### [DATA TO EXAMINE]
——

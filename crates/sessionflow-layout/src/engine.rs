#![forbid(unsafe_code)]

//! The flow layout pass.
//!
//! ```text
//! events -> collapse_sessions -> FlowStats::aggregate -> assign_levels
//!        -> layout_nodes (vertical bands per level)
//!        -> layout_links (stacked band offsets per node)
//! ```
//!
//! # Node bands
//!
//! For a level with `k` nodes and total value `V`:
//!
//! ```text
//! scale  = (canvas_height - 2 * padding - (k - 1) * gap) / V     (0 when V == 0)
//! height = max(min_node_height, value * scale)
//! ```
//!
//! Nodes are placed from `y = padding`, each followed by `gap`.
//!
//! # Link bands
//!
//! Links are visited by descending value. Each node keeps one cursor for
//! outgoing bands and one for incoming bands, both starting at its `y`:
//!
//! ```text
//! width = max(min_link_width, value * min(src.height / src.value, tgt.height / tgt.value))
//! ```
//!
//! The width does not come from a flow-conservation solve, so the outgoing
//! bands of a node with skewed fan-out may extend past its bottom edge.
//! [`FlowLayout::overflowing_nodes`](crate::FlowLayout::overflowing_nodes)
//! reports those cases.

use rustc_hash::FxHashMap;

use crate::config::LayoutConfig;
use crate::event::Event;
use crate::layout::{FlowLayout, FlowLink, FlowNode, FlowOutcome, FlowSummary};
use crate::levels::{LevelAssignment, assign_levels};
use crate::sequence::collapse_sessions;
use crate::stats::FlowStats;

/// Build the flow diagram for `events`.
///
/// Pure and deterministic: the same batch and config always produce the same
/// nodes and links in the same order. Returns
/// [`FlowOutcome::InsufficientData`] when no session holds two distinct
/// consecutive event types.
pub fn compute_flow_layout(events: &[Event], config: &LayoutConfig) -> FlowOutcome {
    let _span = tracing::debug_span!("flow_layout", events = events.len()).entered();

    let sequences = collapse_sessions(events);
    let summary = FlowSummary {
        events_considered: sequences.events_considered(),
        sessions_considered: sequences.sessions_considered(),
        sessions_discarded: sequences.sessions_discarded(),
    };

    if sequences.is_empty() {
        tracing::debug!(
            sessions_considered = summary.sessions_considered,
            sessions_discarded = summary.sessions_discarded,
            "insufficient data for flow layout"
        );
        return FlowOutcome::InsufficientData(summary);
    }

    let stats = FlowStats::aggregate(&sequences);
    let levels = assign_levels(&stats, config);
    let nodes = layout_nodes(&stats, &levels, config);
    let links = layout_links(&stats, &nodes, config);

    tracing::debug!(
        sessions_retained = summary.sessions_retained(),
        sessions_discarded = summary.sessions_discarded,
        nodes = nodes.len(),
        links = links.len(),
        levels = levels.level_count(),
        "flow layout computed"
    );

    FlowOutcome::Ready(FlowLayout {
        nodes,
        links,
        level_count: levels.level_count(),
        canvas_height: config.canvas_height,
        summary,
    })
}

fn layout_nodes(
    stats: &FlowStats<'_>,
    levels: &LevelAssignment<'_>,
    config: &LayoutConfig,
) -> Vec<FlowNode> {
    let usable = config.usable_height();
    let mut nodes = Vec::with_capacity(stats.distinct_kinds());

    for (level, kinds) in levels.levels().iter().enumerate() {
        if kinds.is_empty() {
            continue;
        }
        let total: u64 = kinds.iter().map(|kind| stats.total(kind)).sum();
        let gaps = (kinds.len() - 1) as f64 * config.inter_node_gap;
        let scale = if total == 0 {
            0.0
        } else {
            ((usable - gaps) / total as f64).max(0.0)
        };

        let mut y = config.top_bottom_padding;
        for &kind in kinds {
            let Some(kind_stats) = stats.kind_stats(kind) else {
                continue;
            };
            let height = (kind_stats.total as f64 * scale).max(config.min_node_height);
            nodes.push(FlowNode {
                id: kind.to_owned(),
                level,
                value: kind_stats.total,
                mean_position: kind_stats.mean_position(),
                y,
                height,
                color: config.palette.color_for(kind).to_owned(),
            });
            y += height + config.inter_node_gap;
        }

        tracing::trace!(level, nodes = kinds.len(), total, scale, "level bands placed");
    }

    nodes
}

fn layout_links(stats: &FlowStats<'_>, nodes: &[FlowNode], config: &LayoutConfig) -> Vec<FlowLink> {
    let slots: FxHashMap<&str, usize> = nodes
        .iter()
        .enumerate()
        .map(|(slot, node)| (node.id.as_str(), slot))
        .collect();
    let mut out_cursor: Vec<f64> = nodes.iter().map(|node| node.y).collect();
    let mut in_cursor = out_cursor.clone();

    // Stable: equal counts keep first-seen order.
    let mut transitions = stats.transitions().to_vec();
    transitions.sort_by(|a, b| b.count.cmp(&a.count));

    let mut links = Vec::with_capacity(transitions.len());
    for transition in transitions {
        let (Some(&src), Some(&tgt)) = (
            slots.get(transition.source),
            slots.get(transition.target),
        ) else {
            continue;
        };
        let source = &nodes[src];
        let target = &nodes[tgt];

        let unit = source.unit_height().min(target.unit_height());
        let width = (transition.count as f64 * unit).max(config.min_link_width);

        let sy0 = out_cursor[src];
        let ty0 = in_cursor[tgt];
        out_cursor[src] += width;
        in_cursor[tgt] += width;

        links.push(FlowLink {
            source: source.id.clone(),
            target: target.id.clone(),
            value: transition.count,
            sy0,
            sy1: sy0 + width,
            ty0,
            ty1: ty0 + width,
            color: source.color.clone(),
        });
    }

    links
}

——

### [EXERCISE]
All that belongs in your answer is the stretch of entries above from the line with "# Link bands" through the line with "compute_flow_layout(events: &[Event], config: &LayoutConfig)", printed exactly.

### [TASK ANSWER]
//! # Link bands
//!
//! Links are visited by descending value. Each node keeps one cursor for
//! outgoing bands and one for incoming bands, both starting at its `y`:
//!
//! ```text
//! width = max(min_link_width, value * min(src.height / src.value, tgt.height / tgt.value))
//! ```
//!
//! The width does not come from a flow-conservation solve, so the outgoing
//! bands of a node with skewed fan-out may extend past its bottom edge.
//! [`FlowLayout::overflowing_nodes`](crate::FlowLayout::overflowing_nodes)
//! reports those cases.

use rustc_hash::FxHashMap;

use crate::config::LayoutConfig;
use crate::event::Event;
use crate::layout::{FlowLayout, FlowLink, FlowNode, FlowOutcome, FlowSummary};
use crate::levels::{LevelAssignment, assign_levels};
use crate::sequence::collapse_sessions;
use crate::stats::FlowStats;

/// Build the flow diagram for `events`.
///
/// Pure and deterministic: the same batch and config always produce the same
/// nodes and links in the same order. Returns
/// [`FlowOutcome::InsufficientData`] when no session holds two distinct
/// consecutive event types.
pub fn compute_flow_layout(events: &[Event], config: &LayoutConfig) -> FlowOutcome {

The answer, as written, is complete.